======== Records

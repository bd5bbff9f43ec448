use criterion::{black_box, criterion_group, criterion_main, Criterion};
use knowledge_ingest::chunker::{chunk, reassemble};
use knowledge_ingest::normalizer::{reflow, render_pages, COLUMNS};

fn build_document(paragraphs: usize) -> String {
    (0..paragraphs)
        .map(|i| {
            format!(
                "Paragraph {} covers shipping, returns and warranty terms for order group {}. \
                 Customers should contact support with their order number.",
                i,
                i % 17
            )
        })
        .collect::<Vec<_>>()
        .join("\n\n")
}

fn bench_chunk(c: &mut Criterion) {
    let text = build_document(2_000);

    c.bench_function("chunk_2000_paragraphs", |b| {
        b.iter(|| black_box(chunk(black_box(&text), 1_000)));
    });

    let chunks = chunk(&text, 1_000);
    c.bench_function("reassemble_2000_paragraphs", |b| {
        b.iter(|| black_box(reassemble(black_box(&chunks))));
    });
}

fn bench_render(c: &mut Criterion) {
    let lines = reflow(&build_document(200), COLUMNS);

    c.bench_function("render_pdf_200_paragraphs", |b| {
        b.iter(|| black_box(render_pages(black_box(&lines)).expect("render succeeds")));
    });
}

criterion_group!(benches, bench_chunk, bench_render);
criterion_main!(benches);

================
======== Records

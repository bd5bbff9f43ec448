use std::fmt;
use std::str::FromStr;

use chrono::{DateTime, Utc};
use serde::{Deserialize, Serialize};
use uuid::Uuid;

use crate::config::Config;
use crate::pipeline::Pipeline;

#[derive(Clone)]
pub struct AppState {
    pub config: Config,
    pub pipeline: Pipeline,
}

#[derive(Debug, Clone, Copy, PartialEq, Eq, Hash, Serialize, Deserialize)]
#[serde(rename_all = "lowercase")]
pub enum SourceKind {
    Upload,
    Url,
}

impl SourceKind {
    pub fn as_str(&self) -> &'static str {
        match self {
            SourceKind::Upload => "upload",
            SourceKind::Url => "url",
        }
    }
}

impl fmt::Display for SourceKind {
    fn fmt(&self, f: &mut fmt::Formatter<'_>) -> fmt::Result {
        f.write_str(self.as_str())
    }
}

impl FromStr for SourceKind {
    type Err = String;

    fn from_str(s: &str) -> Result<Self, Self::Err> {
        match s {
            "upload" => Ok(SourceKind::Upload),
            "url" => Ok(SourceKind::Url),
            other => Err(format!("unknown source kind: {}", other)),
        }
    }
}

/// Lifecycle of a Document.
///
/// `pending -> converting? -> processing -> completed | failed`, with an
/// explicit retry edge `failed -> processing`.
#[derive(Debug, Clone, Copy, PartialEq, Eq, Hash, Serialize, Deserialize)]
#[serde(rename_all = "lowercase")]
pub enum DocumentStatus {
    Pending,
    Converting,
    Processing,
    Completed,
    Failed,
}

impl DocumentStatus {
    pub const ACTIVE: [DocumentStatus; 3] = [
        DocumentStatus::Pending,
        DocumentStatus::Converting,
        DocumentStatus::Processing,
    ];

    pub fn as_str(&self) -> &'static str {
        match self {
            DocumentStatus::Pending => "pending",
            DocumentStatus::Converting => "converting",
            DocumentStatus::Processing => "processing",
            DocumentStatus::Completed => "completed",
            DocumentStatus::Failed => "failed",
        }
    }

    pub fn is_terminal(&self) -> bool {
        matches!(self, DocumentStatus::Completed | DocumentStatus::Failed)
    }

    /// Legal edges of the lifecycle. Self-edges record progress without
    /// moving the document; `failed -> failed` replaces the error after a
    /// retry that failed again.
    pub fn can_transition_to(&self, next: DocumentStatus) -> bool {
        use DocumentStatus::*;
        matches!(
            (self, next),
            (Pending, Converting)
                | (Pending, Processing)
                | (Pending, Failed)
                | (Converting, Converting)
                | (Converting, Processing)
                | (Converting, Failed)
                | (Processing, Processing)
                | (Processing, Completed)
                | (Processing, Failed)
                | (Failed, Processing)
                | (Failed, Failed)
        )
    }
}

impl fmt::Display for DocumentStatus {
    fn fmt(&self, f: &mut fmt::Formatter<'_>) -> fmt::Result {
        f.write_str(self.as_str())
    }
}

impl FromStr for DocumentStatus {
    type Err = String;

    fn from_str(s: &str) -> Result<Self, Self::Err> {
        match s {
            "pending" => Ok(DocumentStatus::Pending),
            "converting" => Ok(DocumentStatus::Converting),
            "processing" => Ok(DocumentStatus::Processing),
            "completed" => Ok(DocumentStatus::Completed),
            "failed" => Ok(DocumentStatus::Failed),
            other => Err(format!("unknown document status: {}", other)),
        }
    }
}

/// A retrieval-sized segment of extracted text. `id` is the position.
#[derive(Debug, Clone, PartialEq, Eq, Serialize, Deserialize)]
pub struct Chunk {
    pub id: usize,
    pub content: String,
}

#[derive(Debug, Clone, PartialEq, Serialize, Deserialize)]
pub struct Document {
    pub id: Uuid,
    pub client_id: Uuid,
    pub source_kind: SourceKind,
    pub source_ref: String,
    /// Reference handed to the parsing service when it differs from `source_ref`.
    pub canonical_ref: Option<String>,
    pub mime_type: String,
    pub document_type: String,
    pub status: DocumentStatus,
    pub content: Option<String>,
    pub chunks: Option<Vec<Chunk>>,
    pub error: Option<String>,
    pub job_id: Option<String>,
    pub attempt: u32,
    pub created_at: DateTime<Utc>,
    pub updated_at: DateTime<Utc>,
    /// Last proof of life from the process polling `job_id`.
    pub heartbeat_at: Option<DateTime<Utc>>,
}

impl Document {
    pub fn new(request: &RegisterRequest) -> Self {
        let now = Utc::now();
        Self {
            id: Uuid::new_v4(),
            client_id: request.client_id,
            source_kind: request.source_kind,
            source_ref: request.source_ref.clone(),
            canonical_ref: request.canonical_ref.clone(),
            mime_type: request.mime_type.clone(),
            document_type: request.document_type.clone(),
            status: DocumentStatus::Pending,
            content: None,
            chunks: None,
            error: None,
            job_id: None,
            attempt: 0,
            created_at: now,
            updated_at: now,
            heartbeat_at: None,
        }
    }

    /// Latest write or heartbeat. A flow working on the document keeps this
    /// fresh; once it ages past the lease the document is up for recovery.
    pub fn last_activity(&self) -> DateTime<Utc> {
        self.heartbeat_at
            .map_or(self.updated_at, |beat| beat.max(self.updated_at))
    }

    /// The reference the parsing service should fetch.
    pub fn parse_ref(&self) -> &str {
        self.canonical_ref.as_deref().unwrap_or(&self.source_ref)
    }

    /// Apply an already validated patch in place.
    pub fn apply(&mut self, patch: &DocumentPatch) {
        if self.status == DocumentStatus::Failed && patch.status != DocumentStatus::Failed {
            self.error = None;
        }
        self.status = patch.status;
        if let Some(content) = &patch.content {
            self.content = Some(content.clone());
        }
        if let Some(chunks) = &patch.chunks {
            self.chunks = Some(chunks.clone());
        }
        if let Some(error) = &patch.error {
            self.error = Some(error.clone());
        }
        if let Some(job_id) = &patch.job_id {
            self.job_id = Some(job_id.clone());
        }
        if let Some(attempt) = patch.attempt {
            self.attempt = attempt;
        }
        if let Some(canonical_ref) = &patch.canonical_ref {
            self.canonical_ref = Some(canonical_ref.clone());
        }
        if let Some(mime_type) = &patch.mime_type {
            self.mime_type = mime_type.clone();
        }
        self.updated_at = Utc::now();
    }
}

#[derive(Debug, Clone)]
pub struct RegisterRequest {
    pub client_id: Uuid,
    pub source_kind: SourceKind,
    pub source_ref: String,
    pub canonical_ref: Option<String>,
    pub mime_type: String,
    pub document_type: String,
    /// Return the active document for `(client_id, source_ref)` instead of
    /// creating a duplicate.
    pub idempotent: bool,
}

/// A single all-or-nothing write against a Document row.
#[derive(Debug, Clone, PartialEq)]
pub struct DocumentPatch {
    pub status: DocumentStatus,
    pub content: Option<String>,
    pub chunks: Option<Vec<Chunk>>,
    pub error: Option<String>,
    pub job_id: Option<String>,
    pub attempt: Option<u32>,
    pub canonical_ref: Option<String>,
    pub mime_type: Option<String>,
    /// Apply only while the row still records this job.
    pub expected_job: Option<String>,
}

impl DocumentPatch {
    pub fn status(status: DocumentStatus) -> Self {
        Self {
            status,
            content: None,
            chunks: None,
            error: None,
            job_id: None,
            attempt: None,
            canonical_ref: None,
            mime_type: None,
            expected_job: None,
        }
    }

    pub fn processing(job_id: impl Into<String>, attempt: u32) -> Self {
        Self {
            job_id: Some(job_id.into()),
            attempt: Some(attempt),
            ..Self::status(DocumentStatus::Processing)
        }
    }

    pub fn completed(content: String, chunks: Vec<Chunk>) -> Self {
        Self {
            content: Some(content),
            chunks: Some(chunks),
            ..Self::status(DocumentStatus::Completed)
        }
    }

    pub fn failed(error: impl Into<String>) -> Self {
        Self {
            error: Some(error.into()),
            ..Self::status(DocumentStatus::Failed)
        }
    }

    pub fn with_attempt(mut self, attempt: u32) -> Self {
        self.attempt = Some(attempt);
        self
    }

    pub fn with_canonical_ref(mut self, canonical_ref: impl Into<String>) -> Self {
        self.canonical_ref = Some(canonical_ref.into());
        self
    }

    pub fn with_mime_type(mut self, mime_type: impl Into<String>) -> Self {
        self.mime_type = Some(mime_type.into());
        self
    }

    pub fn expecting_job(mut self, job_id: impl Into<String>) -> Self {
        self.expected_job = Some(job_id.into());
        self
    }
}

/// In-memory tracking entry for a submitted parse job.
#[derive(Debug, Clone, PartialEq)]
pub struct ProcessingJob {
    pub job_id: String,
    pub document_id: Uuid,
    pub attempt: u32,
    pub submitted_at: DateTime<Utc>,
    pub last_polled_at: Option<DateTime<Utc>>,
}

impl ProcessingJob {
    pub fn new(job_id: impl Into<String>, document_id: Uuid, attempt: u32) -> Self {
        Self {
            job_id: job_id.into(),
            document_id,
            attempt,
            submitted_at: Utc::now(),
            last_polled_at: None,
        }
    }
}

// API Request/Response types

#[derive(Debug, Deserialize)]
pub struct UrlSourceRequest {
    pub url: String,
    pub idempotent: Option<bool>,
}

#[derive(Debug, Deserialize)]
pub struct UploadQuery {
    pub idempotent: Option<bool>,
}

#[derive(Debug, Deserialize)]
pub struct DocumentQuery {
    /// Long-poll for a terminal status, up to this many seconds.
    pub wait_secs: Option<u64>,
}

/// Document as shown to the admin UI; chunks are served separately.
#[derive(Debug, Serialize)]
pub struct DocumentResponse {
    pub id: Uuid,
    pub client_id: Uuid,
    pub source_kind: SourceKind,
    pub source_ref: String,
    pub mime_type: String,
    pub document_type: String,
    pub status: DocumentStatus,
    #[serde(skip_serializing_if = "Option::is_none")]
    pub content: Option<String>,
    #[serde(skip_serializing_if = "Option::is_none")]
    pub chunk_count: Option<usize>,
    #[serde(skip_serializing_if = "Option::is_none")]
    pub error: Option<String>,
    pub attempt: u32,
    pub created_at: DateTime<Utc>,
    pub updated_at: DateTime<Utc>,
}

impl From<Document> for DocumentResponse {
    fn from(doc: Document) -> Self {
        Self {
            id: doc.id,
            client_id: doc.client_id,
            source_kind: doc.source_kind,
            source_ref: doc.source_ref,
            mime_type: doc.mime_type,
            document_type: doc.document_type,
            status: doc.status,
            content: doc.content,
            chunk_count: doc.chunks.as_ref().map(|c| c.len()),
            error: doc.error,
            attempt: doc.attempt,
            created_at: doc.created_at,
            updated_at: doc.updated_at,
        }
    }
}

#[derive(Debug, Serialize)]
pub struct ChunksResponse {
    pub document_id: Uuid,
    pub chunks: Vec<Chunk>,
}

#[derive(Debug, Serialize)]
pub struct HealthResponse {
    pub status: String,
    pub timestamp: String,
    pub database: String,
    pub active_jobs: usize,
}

================

**What is expected**
List, from the entries above, every line in which the word "DocumentResponse" shows up.

**Answer section**
pub struct DocumentResponse {
impl From<Document> for DocumentResponse {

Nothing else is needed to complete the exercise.